Sticks and bones: Tree study to help orthopaedic surgeons

16 Dec 2009

A study on why tree branches buckle or split, rather than break cleanly, could help orthopaedic surgeons do a better repair job on children’s broken bones.

Children are prone to what doctors term “greenstick fractures” – their bones do not break cleanly; they break halfway across then split longitudinally. Tree branches do the same.

Dr Roland Ennos and his team at The University of Manchester are analyzing tree branches to find out why they do this.

“The cell structure in wood is like lots of drinking straws packed together along the branch,” Dr Ennos explains.

“So branches are stiffer along their length than side-to-side. When you try to snap them, you apply longitudinal and transverse pressure. This stretches one side of the branch and compresses the other.

“The transverse pressure easily crushes the straw-like cells in the lighter woods, causing them to buckle. This is why we can weave those withies into baskets.

“Denser wood has thicker-walled cells so the application of force causes the branch to break halfway across then split along its length, as the low transverse tensile strength diverts the crack longitudinally.

“The fact is living branches don’t break cleanly.”

Dr Ennos, based at the University’s Faculty of Life Sciences, adds: “I remembered children’s bones were susceptible to ‘greenstick fracture’, breaking and splitting in exactly the same way. When I read through the literature, no one knew why.

“It appears that the crystals in bone are oriented in the same way, longitudinally along the bone, like the cells in wood are. Adult bones are heavily remodeled by being dissolved and laid down again, so the crystals in their bones lie in different directions. Bones are remodeled to stop cracks from developing – the crystals dissolve and are re-laid in those places. Children’s bones have not had time to do that.

“This is something we could study further with an orthopaedic surgeon.”

The theoretical study, published in the Proceedings of the Royal Society B today (Wednesday 16th December), will be followed by a practical study on three different woods: willow, ash and hazel.

Dr Ennos came up with the idea for the study on a walk through the woods near his home in Buxton, Derbyshire: “I was walking through our local wood and breaking twigs off trees and wondering why they were breaking in these two particular ways. I remembered how difficult it was to break branches for firewood as a cub scout – you can’t break fresh branches, you need to find dead wood.
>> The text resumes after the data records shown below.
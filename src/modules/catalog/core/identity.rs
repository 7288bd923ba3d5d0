use uuid::Uuid;

/// Mints an opaque identifier for a new record. Callers must not read any
/// structure into the value; uniqueness within the process lifetime is the
/// only guarantee.
pub fn fresh_id() -> String {
    Uuid::now_v7().to_string()
}
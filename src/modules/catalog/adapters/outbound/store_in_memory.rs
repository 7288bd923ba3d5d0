// In memory implementation of the EntityStore port.
//
// Purpose
// - Back the running service and its tests without a database.
//
// Responsibilities
// - Hold the two collections as append-only vectors behind an async lock.
// - Hand out cloned snapshots so no caller can mutate stored records.

use crate::modules::catalog::adapters::outbound::store::{EntityStore, StoreError};
use crate::modules::catalog::core::author::Author;
use crate::modules::catalog::core::book::Book;
use tokio::sync::RwLock;

#[derive(Default)]
pub struct InMemoryEntityStore {
    authors: RwLock<Vec<Author>>,
    books: RwLock<Vec<Book>>,
    is_offline: bool,
}

impl InMemoryEntityStore {
    pub fn new() -> Self {
        Self::default()
    }

    pub fn toggle_offline(&mut self) {
        self.is_offline = !self.is_offline;
    }

    fn check_online(&self) -> Result<(), StoreError> {
        if self.is_offline {
            return Err(StoreError::Backend("entity store offline".to_string()));
        }
        Ok(())
    }
}

#[async_trait::async_trait]
impl EntityStore for InMemoryEntityStore {
    async fn insert_author(&self, author: Author) -> Result<Author, StoreError> {
        self.check_online()?;
        let mut guard = self.authors.write().await;
        guard.push(author.clone());
        Ok(author)
    }

    async fn insert_book(&self, book: Book) -> Result<Book, StoreError> {
        self.check_online()?;
        let mut guard = self.books.write().await;
        guard.push(book.clone());
        Ok(book)
    }

    async fn find_author_by_id(&self, id: &str) -> Result<Option<Author>, StoreError> {
        self.check_online()?;
        let guard = self.authors.read().await;
        Ok(guard.iter().find(|author| author.id == id).cloned())
    }

    async fn find_book_by_id(&self, id: &str) -> Result<Option<Book>, StoreError> {
        self.check_online()?;
        let guard = self.books.read().await;
        Ok(guard.iter().find(|book| book.id == id).cloned())
    }

    async fn list_authors(&self) -> Result<Vec<Author>, StoreError> {
        self.check_online()?;
        Ok(self.authors.read().await.clone())
    }

    async fn list_books(&self) -> Result<Vec<Book>, StoreError> {
        self.check_online()?;
        Ok(self.books.read().await.clone())
    }
}
use crate::modules::catalog::adapters::outbound::store_in_memory::InMemoryEntityStore;
use crate::modules::catalog::use_cases::add_author::handler::AddAuthorHandler;
use crate::modules::catalog::use_cases::add_book::handler::AddBookHandler;
use crate::modules::catalog::use_cases::browse_catalog::queries_port::CatalogQueries;
use std::sync::Arc;

#[derive(Clone)]
pub struct AppState {
    pub queries: Arc<dyn CatalogQueries + Send + Sync>,
    pub add_author_handler: Arc<AddAuthorHandler<InMemoryEntityStore>>,
    pub add_book_handler: Arc<AddBookHandler<InMemoryEntityStore>>,
}
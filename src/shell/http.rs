use async_graphql::http::GraphiQLSource;
use async_graphql_axum::{GraphQLRequest, GraphQLResponse};
use axum::{
    Extension, Router,
    http::StatusCode,
    response::Html,
    routing::get,
};

use crate::modules::catalog::use_cases::add_author::inbound::http as add_author_http;
use crate::modules::catalog::use_cases::add_book::inbound::http as add_book_http;
use crate::modules::catalog::use_cases::browse_catalog::inbound::http as browse_http;
use crate::shell::graphql::AppSchema;
use crate::shell::state::AppState;

pub fn router(state: AppState, schema: AppSchema) -> Router {
    Router::new()
        .route("/gql", get(graphiql).post(graphql))
        .route("/healthz", get(healthz))
        .route(
            "/authors",
            get(browse_http::list_authors).post(add_author_http::handle),
        )
        .route("/authors/{id}", get(browse_http::get_author))
        .route(
            "/books",
            get(browse_http::list_books).post(add_book_http::handle),
        )
        .route("/books/{id}", get(browse_http::get_book))
        .layer(Extension(schema))
        .with_state(state)
}

async fn graphql(Extension(schema): Extension<AppSchema>, req: GraphQLRequest) -> GraphQLResponse {
    schema.execute(req.into_inner()).await.into()
}

async fn graphiql() -> Html<String> {
    Html(GraphiQLSource::build().endpoint("/gql").finish())
}

async fn healthz() -> StatusCode {
    StatusCode::OK
}
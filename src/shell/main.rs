use std::sync::Arc;
use tower_http::cors::CorsLayer;
use tower_http::trace::TraceLayer;
use tracing_subscriber::{EnvFilter, fmt};

use book_catalog::config::AppConfig;
use book_catalog::modules::catalog::adapters::outbound::store_in_memory::InMemoryEntityStore;
use book_catalog::modules::catalog::use_cases::add_author::handler::AddAuthorHandler;
use book_catalog::modules::catalog::use_cases::add_book::handler::AddBookHandler;
use book_catalog::modules::catalog::use_cases::browse_catalog::handler::CatalogQueryHandler;
use book_catalog::shell::graphql::build_schema;
use book_catalog::shell::http::router;
use book_catalog::shell::state::AppState;

#[tokio::main]
async fn main() -> anyhow::Result<()> {
    fmt().with_env_filter(EnvFilter::from_default_env()).init();

    let config = AppConfig::from_env()?;

    // One store for the process lifetime; everything else borrows it.
    let store = Arc::new(InMemoryEntityStore::new());

    let state = AppState {
        queries: Arc::new(CatalogQueryHandler::new(store.clone())),
        add_author_handler: Arc::new(AddAuthorHandler::new(store.clone())),
        add_book_handler: Arc::new(AddBookHandler::new(store)),
    };

    let schema = build_schema(state.clone());

    let app = router(state, schema)
        .layer(TraceLayer::new_for_http())
        .layer(CorsLayer::permissive());

    tracing::info!("GraphQL endpoint: http://{}/gql", config.bind_addr);
    let listener = tokio::net::TcpListener::bind(config.bind_addr).await?;
    axum::serve(listener, app).await?;
    Ok(())
}
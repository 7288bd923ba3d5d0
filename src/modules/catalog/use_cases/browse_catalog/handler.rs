use crate::modules::catalog::adapters::outbound::store::EntityStore;
use crate::modules::catalog::core::author::Author;
use crate::modules::catalog::core::book::Book;
use crate::modules::catalog::core::resolve::resolve_author;
use crate::modules::catalog::use_cases::browse_catalog::queries_port::{
    CatalogQueries, QueryError,
};
use crate::modules::catalog::use_cases::browse_catalog::view::BookView;
use async_trait::async_trait;
use std::sync::Arc;

pub struct CatalogQueryHandler<TStore>
where
    TStore: EntityStore + Send + Sync + 'static,
{
    store: Arc<TStore>,
}

impl<TStore> CatalogQueryHandler<TStore>
where
    TStore: EntityStore + Send + Sync + 'static,
{
    pub fn new(store: Arc<TStore>) -> Self {
        Self { store }
    }

    fn compose(book: Book, authors: &[Author]) -> Result<BookView, QueryError> {
        let author = resolve_author(&book, authors).ok_or_else(|| QueryError::MissingAuthor {
            book_id: book.id.clone(),
            author_id: book.author_id.clone(),
        })?;
        Ok(BookView::compose(book, author))
    }
}

#[async_trait]
impl<TStore> CatalogQueries for CatalogQueryHandler<TStore>
where
    TStore: EntityStore + Send + Sync + 'static,
{
    async fn book_by_id(&self, id: &str) -> Result<Option<BookView>, QueryError> {
        let Some(book) = self.store.find_book_by_id(id).await? else {
            return Ok(None);
        };
        let authors = self.store.list_authors().await?;
        Ok(Some(Self::compose(book, &authors)?))
    }

    async fn list_books(&self) -> Result<Vec<BookView>, QueryError> {
        let books = self.store.list_books().await?;
        let authors = self.store.list_authors().await?;
        books
            .into_iter()
            .map(|book| Self::compose(book, &authors))
            .collect()
    }

    async fn author_by_id(&self, id: &str) -> Result<Option<Author>, QueryError> {
        Ok(self.store.find_author_by_id(id).await?)
    }

    async fn list_authors(&self) -> Result<Vec<Author>, QueryError> {
        Ok(self.store.list_authors().await?)
    }
}
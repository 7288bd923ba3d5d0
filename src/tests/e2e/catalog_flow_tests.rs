use crate::modules::catalog::adapters::outbound::store_in_memory::InMemoryEntityStore;
use crate::modules::catalog::use_cases::add_author::handler::AddAuthorHandler;
use crate::modules::catalog::use_cases::add_book::command::AddBook;
use crate::modules::catalog::use_cases::add_book::handler::{AddBookError, AddBookHandler};
use crate::modules::catalog::use_cases::browse_catalog::handler::CatalogQueryHandler;
use crate::modules::catalog::use_cases::browse_catalog::queries_port::CatalogQueries;
use crate::tests::fixtures::commands::add_author::AddAuthorBuilder;
use crate::tests::fixtures::commands::add_book::AddBookBuilder;
use std::sync::Arc;

struct Catalog {
    queries: CatalogQueryHandler<InMemoryEntityStore>,
    add_author: AddAuthorHandler<InMemoryEntityStore>,
    add_book: AddBookHandler<InMemoryEntityStore>,
}

fn wire_catalog() -> Catalog {
    let store = Arc::new(InMemoryEntityStore::new());
    Catalog {
        queries: CatalogQueryHandler::new(store.clone()),
        add_author: AddAuthorHandler::new(store.clone()),
        add_book: AddBookHandler::new(store),
    }
}

#[tokio::test]
async fn composes_a_created_book_with_its_author() {
    let catalog = wire_catalog();

    let ada = catalog
        .add_author
        .handle(AddAuthorBuilder::new().build())
        .await
        .unwrap();
    let notes = catalog
        .add_book
        .handle(AddBook {
            title: "Notes".to_string(),
            author_id: ada.id.clone(),
        })
        .await
        .unwrap();

    let view = catalog.queries.book_by_id(&notes.id).await.unwrap().unwrap();

    assert_eq!(view.id, notes.id);
    assert_eq!(view.title, "Notes");
    assert_eq!(view.author, ada);
    assert_eq!(view.author.name, "Ada");
    assert_eq!(view.author.age, 30);
}

#[tokio::test]
async fn lists_authors_in_call_order_with_unique_ids() {
    let catalog = wire_catalog();

    let names = ["Ada", "Grace", "Barbara"];
    for name in names {
        catalog
            .add_author
            .handle(AddAuthorBuilder::new().name(name).build())
            .await
            .unwrap();
    }

    let listed = catalog.queries.list_authors().await.unwrap();

    let listed_names: Vec<&str> = listed.iter().map(|author| author.name.as_str()).collect();
    assert_eq!(listed_names, names);

    let mut ids: Vec<&str> = listed.iter().map(|author| author.id.as_str()).collect();
    ids.sort_unstable();
    ids.dedup();
    assert_eq!(ids.len(), names.len());
}

#[tokio::test]
async fn rejects_a_book_for_an_unknown_author_and_changes_nothing() {
    let catalog = wire_catalog();
    catalog
        .add_author
        .handle(AddAuthorBuilder::new().build())
        .await
        .unwrap();

    let result = catalog
        .add_book
        .handle(AddBookBuilder::new().title("Ghost").author_id("missing").build())
        .await;

    assert!(matches!(
        result,
        Err(AddBookError::UnknownAuthor { ref author_id }) if author_id == "missing"
    ));
    assert!(catalog.queries.list_books().await.unwrap().is_empty());
    assert_eq!(catalog.queries.list_authors().await.unwrap().len(), 1);
}

#[tokio::test]
async fn returns_absent_for_ids_never_inserted() {
    let catalog = wire_catalog();

    assert_eq!(catalog.queries.book_by_id("nope").await.unwrap(), None);
    assert_eq!(catalog.queries.author_by_id("nope").await.unwrap(), None);
}

#[tokio::test]
async fn repeated_listings_without_mutation_are_identical() {
    let catalog = wire_catalog();

    let ada = catalog
        .add_author
        .handle(AddAuthorBuilder::new().build())
        .await
        .unwrap();
    for title in ["First", "Second", "Third"] {
        catalog
            .add_book
            .handle(AddBook {
                title: title.to_string(),
                author_id: ada.id.clone(),
            })
            .await
            .unwrap();
    }

    let first_pass = catalog.queries.list_books().await.unwrap();
    let second_pass = catalog.queries.list_books().await.unwrap();

    assert_eq!(first_pass, second_pass);
    let titles: Vec<&str> = first_pass.iter().map(|view| view.title.as_str()).collect();
    assert_eq!(titles, vec!["First", "Second", "Third"]);
}
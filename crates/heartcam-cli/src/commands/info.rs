use std::path::PathBuf;

use anyhow::Result;
use clap::Args;
use heartcam_core::io::image_io::ImageSequence;
use heartcam_core::io::ser::SerReader;
use heartcam_core::io::FrameSource;

#[derive(Args)]
pub struct InfoArgs {
    /// Input SER file or directory of frames
    pub input: PathBuf,
}

pub fn run(args: &InfoArgs) -> Result<()> {
    if args.input.is_dir() {
        let seq = ImageSequence::open(&args.input)?;
        let (w, h) = seq.dimensions();
        println!("Directory:   {}", args.input.display());
        println!("Frames:      {}", seq.frame_count());
        println!("Dimensions:  {}x{}", w, h);
        if let (Some(first), Some(last)) = (seq.paths().first(), seq.paths().last()) {
            println!("First:       {}", first.display());
            println!("Last:        {}", last.display());
        }
        return Ok(());
    }

    let reader = SerReader::open(&args.input)?;
    let info = reader.source_info(&args.input);

    println!("File:        {}", info.filename.display());
    println!("Frames:      {}", info.total_frames);
    println!("Dimensions:  {}x{}", info.width, info.height);
    println!("Bit depth:   {}", info.bit_depth);
    println!("Color mode:  {:?}", info.color_mode);
    match info.frame_rate {
        Some(fps) => {
            println!("Frame rate:  {:.3} fps", fps);
            println!("Duration:    {:.1} s", info.total_frames as f64 / fps);
        }
        None => println!("Frame rate:  unknown (no timestamps)"),
    }

    if let Some(ref obs) = info.observer {
        println!("Observer:    {}", obs);
    }
    if let Some(ref inst) = info.instrument {
        println!("Instrument:  {}", inst);
    }

    if let Some(frame_bytes) = reader.header.frame_byte_size() {
        let total_mb = (frame_bytes * info.total_frames) as f64 / (1024.0 * 1024.0);
        println!("Data size:   {:.1} MB", total_mb);
    }

    Ok(())
}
“The cells are arranged this way in order to draw water up and along branches and the minor downside is that they are more prone to buckling or splitting. But wood is a marvelous material, the best in the world, better than steel or plastic. It is stiff, strong and tough, all combined, and that’s very rare in a material. Steel is stronger but it’s heavier and both that and plastic take a lot of energy to make, which is important when we are facing climate change.

“We ought to return to an age of wood, in my opinion. We have a feel for wood that goes back to our early ancestors, when we used to cut branches off trees to make into spears and other tools. Understanding precisely how it works should help us design the tools of the future.”

Notes for editors

The paper ‘Transverse stresses and modes of failure in tree branches and other beams’, Proceedings of the Royal Society B, is available.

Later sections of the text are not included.